#### Material for this exercise

use di::ServiceCollection;

use crate::{config::Config, error::BootstrapError};

/// a module used for di configuration.
///
/// Modules run after the configuration is loaded, so they can read their own section and
/// fail the startup when it is invalid.
///
/// # Example
/// ```
/// use di::{Ref, ServiceCollection, singleton_as_self};
/// use kindle_bootstrap::{config::Config, error::BootstrapError, module::Module};
///
/// pub struct Greeting(String);
/// pub struct GreetingModule;
///
/// impl Module for GreetingModule {
///     fn configure(
///         &self,
///         _config: &Config,
///         binder: &mut ServiceCollection,
///     ) -> Result<(), BootstrapError> {
///         let greeting = Ref::new(Greeting("hello".to_string()));
///         binder.add(singleton_as_self::<Greeting>().from(move |_| greeting.clone()));
///         Ok(())
///     }
/// }
/// ```
pub trait Module {
    fn configure(&self, config: &Config, binder: &mut ServiceCollection)
    -> Result<(), BootstrapError>;
}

########

• [Work instruction] Please retype all of the records above exactly as they are.

• [Result of the task]
use di::ServiceCollection;

use crate::{config::Config, error::BootstrapError};

/// a module used for di configuration.
///
/// Modules run after the configuration is loaded, so they can read their own section and
/// fail the startup when it is invalid.
///
/// # Example
/// ```
/// use di::{Ref, ServiceCollection, singleton_as_self};
/// use kindle_bootstrap::{config::Config, error::BootstrapError, module::Module};
///
/// pub struct Greeting(String);
/// pub struct GreetingModule;
///
/// impl Module for GreetingModule {
///     fn configure(
///         &self,
///         _config: &Config,
///         binder: &mut ServiceCollection,
///     ) -> Result<(), BootstrapError> {
///         let greeting = Ref::new(Greeting("hello".to_string()));
///         binder.add(singleton_as_self::<Greeting>().from(move |_| greeting.clone()));
///         Ok(())
///     }
/// }
/// ```
pub trait Module {
    fn configure(&self, config: &Config, binder: &mut ServiceCollection)
    -> Result<(), BootstrapError>;
}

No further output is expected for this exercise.